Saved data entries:
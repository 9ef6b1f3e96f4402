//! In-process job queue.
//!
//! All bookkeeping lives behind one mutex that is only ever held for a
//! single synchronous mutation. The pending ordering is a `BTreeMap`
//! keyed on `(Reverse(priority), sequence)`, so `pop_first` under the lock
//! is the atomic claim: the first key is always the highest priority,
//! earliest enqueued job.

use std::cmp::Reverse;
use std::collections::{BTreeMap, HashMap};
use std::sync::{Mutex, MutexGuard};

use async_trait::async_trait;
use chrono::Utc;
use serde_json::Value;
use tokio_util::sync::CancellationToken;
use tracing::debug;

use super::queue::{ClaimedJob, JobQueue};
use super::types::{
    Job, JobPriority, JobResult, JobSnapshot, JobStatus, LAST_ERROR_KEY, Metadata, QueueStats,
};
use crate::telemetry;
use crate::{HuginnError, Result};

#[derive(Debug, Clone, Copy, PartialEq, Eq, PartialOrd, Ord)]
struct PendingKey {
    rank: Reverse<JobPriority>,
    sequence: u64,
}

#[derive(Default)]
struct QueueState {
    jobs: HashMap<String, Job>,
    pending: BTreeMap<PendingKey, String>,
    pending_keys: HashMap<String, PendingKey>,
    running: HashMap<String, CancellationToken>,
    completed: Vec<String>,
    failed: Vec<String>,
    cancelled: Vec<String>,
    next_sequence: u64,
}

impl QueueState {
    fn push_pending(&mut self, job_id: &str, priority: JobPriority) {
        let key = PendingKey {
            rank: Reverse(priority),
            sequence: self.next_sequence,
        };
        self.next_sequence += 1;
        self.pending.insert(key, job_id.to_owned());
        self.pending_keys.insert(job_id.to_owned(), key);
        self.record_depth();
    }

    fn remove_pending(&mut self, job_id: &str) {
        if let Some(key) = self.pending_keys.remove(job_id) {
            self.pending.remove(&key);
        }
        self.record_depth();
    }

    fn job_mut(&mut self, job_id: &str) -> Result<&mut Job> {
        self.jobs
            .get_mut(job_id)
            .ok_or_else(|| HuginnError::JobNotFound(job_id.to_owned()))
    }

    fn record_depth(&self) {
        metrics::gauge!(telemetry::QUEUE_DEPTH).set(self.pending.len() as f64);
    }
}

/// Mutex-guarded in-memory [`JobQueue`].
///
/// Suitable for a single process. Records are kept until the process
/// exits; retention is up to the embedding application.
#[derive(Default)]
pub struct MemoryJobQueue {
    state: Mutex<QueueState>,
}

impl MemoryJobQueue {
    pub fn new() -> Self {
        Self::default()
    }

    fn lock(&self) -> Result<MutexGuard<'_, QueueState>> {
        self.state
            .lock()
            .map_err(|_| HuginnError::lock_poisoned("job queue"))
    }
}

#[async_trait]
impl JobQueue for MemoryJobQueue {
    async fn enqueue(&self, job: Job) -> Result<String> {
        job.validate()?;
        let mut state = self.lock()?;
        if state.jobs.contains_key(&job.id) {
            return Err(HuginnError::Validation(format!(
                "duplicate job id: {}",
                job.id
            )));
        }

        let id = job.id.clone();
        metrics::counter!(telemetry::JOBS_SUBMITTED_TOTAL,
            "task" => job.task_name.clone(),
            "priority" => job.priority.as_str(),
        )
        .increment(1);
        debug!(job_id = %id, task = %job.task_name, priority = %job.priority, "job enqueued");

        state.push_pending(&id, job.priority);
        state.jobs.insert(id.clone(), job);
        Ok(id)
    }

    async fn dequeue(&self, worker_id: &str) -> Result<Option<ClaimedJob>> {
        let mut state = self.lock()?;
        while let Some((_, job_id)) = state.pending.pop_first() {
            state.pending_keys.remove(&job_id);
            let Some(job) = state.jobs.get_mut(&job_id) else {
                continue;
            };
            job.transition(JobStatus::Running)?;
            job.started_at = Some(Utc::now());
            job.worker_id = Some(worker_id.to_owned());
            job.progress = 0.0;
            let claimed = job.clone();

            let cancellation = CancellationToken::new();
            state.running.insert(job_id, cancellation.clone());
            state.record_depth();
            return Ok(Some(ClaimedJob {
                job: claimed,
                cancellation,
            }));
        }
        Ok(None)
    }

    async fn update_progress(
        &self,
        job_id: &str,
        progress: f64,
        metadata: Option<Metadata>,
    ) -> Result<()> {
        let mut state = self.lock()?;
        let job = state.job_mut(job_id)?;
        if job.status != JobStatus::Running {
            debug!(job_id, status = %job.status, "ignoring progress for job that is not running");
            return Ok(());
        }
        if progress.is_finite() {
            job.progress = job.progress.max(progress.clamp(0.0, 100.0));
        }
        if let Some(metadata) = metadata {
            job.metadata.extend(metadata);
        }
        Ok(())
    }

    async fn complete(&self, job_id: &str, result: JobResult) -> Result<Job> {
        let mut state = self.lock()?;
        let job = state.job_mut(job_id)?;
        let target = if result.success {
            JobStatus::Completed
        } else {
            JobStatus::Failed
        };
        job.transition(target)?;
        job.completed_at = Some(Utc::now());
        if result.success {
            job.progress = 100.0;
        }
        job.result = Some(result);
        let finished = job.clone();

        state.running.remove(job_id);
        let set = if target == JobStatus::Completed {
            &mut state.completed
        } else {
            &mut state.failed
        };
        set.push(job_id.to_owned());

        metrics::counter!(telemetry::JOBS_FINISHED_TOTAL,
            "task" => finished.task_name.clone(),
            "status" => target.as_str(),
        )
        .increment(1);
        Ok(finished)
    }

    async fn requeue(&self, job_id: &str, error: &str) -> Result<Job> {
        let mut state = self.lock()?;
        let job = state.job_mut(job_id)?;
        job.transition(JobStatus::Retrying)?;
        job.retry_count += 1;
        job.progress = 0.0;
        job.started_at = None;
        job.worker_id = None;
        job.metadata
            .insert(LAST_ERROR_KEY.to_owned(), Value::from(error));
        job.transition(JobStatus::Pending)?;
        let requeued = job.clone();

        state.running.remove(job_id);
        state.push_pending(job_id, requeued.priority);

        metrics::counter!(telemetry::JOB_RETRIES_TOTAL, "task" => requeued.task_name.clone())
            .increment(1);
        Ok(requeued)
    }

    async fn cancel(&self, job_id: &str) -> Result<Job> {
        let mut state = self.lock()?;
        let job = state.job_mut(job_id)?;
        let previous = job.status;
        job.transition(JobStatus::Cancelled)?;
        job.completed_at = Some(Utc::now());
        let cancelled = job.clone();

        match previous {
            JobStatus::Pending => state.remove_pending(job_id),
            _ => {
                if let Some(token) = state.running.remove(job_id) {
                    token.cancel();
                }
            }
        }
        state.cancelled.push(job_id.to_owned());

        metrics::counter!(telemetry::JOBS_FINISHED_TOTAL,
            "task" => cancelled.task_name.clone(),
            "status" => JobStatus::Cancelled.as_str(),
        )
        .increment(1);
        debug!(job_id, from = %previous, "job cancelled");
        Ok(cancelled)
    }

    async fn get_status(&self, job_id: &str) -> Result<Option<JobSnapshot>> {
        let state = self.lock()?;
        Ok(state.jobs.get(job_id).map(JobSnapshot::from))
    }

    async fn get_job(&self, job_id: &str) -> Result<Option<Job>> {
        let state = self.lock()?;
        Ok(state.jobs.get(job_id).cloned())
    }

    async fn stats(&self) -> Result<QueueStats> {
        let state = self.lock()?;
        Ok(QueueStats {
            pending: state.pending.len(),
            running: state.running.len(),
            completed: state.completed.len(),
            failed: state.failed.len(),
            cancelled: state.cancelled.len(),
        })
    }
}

==

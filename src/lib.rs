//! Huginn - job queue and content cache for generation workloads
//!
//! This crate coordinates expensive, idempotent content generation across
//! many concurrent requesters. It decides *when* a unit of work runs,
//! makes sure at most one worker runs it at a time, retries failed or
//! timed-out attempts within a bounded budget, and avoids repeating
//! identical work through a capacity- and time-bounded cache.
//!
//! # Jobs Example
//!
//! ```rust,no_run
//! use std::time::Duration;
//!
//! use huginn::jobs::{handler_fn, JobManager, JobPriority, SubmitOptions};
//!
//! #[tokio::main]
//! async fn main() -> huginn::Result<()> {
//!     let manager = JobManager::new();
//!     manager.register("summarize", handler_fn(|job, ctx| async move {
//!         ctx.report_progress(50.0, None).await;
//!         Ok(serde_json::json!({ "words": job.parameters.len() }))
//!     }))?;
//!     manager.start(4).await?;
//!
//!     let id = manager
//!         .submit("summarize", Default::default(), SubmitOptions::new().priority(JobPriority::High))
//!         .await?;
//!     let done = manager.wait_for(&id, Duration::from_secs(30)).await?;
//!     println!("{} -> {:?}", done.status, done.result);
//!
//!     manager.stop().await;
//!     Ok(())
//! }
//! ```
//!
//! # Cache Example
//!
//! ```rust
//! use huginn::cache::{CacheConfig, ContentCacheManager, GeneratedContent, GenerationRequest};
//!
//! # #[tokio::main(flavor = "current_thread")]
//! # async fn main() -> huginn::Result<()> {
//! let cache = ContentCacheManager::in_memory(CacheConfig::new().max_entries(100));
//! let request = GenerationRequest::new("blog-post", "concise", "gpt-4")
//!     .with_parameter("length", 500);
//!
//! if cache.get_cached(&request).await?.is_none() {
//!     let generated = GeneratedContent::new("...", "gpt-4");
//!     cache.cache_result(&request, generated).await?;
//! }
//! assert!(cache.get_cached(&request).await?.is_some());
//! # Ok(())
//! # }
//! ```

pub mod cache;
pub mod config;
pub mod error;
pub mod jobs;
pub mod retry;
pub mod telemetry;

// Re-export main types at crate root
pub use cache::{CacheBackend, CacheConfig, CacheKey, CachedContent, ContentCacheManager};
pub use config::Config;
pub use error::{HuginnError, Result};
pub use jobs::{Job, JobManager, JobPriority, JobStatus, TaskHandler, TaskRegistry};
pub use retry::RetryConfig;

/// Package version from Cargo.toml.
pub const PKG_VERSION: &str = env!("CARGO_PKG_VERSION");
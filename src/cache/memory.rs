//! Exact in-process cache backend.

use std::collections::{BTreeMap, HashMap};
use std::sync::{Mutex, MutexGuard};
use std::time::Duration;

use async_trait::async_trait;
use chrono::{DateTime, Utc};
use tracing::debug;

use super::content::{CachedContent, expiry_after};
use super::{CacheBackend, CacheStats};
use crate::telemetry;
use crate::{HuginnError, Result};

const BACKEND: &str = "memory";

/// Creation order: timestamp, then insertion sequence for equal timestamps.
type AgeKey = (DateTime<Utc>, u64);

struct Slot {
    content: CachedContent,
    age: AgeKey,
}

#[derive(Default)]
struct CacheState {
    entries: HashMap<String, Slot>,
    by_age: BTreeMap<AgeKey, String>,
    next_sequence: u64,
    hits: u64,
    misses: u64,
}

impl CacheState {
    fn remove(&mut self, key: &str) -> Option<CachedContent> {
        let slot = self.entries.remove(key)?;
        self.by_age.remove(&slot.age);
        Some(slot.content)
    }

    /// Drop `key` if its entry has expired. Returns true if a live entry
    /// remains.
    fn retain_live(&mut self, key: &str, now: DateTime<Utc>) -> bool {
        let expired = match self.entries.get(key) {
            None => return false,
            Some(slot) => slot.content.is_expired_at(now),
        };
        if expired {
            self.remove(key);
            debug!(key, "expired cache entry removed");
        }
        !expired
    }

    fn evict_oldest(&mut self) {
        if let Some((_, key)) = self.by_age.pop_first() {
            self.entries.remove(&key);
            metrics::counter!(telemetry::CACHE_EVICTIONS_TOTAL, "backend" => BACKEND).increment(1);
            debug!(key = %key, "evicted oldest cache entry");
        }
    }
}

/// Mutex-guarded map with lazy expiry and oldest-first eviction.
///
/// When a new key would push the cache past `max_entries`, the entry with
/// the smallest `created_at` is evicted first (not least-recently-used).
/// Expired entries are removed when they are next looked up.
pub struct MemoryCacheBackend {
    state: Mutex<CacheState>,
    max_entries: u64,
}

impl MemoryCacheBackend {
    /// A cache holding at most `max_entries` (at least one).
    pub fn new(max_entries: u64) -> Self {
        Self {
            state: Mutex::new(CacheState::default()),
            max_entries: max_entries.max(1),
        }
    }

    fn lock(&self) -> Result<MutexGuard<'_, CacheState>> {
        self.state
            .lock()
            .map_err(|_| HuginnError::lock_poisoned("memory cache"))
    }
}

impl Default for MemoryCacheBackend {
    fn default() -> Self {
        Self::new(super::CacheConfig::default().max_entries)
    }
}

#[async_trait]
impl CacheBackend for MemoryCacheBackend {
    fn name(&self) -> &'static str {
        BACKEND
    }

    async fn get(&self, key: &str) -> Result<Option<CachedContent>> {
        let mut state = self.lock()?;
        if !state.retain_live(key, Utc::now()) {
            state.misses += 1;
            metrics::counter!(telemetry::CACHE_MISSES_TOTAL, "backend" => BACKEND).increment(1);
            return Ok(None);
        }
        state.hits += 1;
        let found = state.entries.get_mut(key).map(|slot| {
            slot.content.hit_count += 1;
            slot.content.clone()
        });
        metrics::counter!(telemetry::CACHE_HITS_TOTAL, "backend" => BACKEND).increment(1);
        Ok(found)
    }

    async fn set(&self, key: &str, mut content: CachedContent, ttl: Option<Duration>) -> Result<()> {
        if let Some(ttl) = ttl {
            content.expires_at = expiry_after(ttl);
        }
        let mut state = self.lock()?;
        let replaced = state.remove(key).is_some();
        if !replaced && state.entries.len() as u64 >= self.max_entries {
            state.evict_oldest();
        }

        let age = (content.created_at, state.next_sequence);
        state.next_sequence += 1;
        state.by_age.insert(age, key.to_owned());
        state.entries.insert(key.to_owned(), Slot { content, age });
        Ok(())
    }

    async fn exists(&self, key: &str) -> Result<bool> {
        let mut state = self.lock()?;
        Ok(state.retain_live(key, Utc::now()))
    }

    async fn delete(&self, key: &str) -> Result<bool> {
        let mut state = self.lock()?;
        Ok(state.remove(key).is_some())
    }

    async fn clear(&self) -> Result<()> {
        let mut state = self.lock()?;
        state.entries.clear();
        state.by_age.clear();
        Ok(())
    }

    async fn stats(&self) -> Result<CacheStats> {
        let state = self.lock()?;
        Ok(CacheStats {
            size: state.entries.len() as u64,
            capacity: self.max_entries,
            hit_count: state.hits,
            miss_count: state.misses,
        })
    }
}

--

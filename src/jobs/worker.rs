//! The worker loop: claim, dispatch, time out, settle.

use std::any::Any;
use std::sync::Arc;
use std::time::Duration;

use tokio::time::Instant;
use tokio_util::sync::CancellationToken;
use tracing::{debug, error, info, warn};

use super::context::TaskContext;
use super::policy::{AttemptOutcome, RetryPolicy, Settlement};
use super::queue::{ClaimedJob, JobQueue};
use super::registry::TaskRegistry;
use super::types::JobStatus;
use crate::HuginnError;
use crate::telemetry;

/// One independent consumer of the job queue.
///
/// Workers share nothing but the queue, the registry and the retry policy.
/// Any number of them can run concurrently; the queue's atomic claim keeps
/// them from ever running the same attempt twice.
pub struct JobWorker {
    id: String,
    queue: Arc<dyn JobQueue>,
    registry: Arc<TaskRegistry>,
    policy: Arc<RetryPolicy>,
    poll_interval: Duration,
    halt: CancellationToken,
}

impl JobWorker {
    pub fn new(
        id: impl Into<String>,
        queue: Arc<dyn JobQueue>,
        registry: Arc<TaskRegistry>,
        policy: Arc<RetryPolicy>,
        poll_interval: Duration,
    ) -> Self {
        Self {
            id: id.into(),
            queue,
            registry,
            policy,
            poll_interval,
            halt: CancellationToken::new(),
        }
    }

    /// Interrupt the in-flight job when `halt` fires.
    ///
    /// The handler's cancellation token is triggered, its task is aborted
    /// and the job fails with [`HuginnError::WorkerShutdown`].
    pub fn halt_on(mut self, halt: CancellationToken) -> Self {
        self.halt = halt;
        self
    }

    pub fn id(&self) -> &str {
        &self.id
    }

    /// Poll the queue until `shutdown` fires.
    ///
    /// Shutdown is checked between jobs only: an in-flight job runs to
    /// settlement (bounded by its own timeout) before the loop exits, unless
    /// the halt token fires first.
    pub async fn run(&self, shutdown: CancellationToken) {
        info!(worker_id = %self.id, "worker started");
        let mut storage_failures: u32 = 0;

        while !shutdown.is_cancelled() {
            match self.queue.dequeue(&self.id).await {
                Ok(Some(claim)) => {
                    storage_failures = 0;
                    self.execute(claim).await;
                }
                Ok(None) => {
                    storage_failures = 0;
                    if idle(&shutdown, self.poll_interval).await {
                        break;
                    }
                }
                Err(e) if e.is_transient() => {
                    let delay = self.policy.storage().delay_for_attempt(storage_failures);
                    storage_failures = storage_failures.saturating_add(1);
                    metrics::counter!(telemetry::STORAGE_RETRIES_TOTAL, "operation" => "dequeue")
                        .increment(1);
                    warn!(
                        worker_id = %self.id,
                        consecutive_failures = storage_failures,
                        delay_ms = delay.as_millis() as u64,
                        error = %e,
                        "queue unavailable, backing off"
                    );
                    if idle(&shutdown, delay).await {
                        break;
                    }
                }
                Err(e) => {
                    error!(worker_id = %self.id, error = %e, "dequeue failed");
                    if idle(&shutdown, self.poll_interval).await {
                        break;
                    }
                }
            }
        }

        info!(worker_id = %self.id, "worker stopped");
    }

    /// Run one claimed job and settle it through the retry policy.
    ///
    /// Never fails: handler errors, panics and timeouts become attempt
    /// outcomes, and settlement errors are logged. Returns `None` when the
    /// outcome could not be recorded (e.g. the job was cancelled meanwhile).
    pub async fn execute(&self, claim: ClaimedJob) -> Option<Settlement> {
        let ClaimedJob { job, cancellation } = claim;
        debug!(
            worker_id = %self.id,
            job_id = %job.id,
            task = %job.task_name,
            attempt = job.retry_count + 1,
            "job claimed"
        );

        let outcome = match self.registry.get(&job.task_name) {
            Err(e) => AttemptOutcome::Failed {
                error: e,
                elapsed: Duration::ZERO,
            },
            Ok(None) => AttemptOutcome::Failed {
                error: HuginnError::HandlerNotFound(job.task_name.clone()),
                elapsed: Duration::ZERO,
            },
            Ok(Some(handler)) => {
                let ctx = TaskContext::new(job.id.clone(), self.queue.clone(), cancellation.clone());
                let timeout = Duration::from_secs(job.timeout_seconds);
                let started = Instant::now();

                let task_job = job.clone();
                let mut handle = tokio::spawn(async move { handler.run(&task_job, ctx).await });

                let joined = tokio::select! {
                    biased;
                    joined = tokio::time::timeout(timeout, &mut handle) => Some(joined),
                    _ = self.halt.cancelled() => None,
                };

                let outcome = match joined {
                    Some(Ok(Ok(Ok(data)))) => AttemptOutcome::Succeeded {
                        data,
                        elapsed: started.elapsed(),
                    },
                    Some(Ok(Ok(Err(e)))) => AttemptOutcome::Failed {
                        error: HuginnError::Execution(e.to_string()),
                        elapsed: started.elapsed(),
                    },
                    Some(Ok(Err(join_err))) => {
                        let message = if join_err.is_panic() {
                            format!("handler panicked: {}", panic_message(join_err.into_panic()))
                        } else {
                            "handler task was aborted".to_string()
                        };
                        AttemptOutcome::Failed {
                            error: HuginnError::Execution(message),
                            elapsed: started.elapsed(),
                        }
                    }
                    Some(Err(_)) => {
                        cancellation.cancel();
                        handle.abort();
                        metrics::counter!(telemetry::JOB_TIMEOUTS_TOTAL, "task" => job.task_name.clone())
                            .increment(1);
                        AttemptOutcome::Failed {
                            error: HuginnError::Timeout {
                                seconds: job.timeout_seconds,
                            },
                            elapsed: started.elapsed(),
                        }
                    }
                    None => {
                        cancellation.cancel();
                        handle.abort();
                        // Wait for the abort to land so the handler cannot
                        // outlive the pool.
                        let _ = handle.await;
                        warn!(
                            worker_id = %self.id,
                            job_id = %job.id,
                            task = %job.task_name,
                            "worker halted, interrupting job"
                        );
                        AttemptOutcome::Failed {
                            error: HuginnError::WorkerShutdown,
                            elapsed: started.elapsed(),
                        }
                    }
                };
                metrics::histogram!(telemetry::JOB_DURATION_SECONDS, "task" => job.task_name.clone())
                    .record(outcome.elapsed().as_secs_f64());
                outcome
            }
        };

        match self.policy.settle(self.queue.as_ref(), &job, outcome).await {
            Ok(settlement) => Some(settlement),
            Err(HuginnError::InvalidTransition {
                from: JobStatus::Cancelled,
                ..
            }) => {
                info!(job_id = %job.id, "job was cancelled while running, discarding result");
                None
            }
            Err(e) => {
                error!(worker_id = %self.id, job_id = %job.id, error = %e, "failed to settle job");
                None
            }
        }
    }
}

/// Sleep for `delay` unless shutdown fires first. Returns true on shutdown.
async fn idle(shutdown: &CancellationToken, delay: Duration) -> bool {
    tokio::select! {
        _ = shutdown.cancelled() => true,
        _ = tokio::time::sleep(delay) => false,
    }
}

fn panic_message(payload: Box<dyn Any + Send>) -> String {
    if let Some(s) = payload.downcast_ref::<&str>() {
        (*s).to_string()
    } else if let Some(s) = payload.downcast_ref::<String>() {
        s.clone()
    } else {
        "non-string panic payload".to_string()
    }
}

• **DIRECTIONS FOR THIS TASK**: Could you reproduce exactly the lines of the entries above, from the one with "repository 9ef6b1f3e96f4402" through the one with "is the atomic", and nothing else?

• **FINISHED EXERCISE**:
repository 9ef6b1f3e96f4402
//! In-process job queue.
//!
//! All bookkeeping lives behind one mutex that is only ever held for a
//! single synchronous mutation. The pending ordering is a `BTreeMap`
//! keyed on `(Reverse(priority), sequence)`, so `pop_first` under the lock
//! is the atomic claim: the first key is always the highest priority,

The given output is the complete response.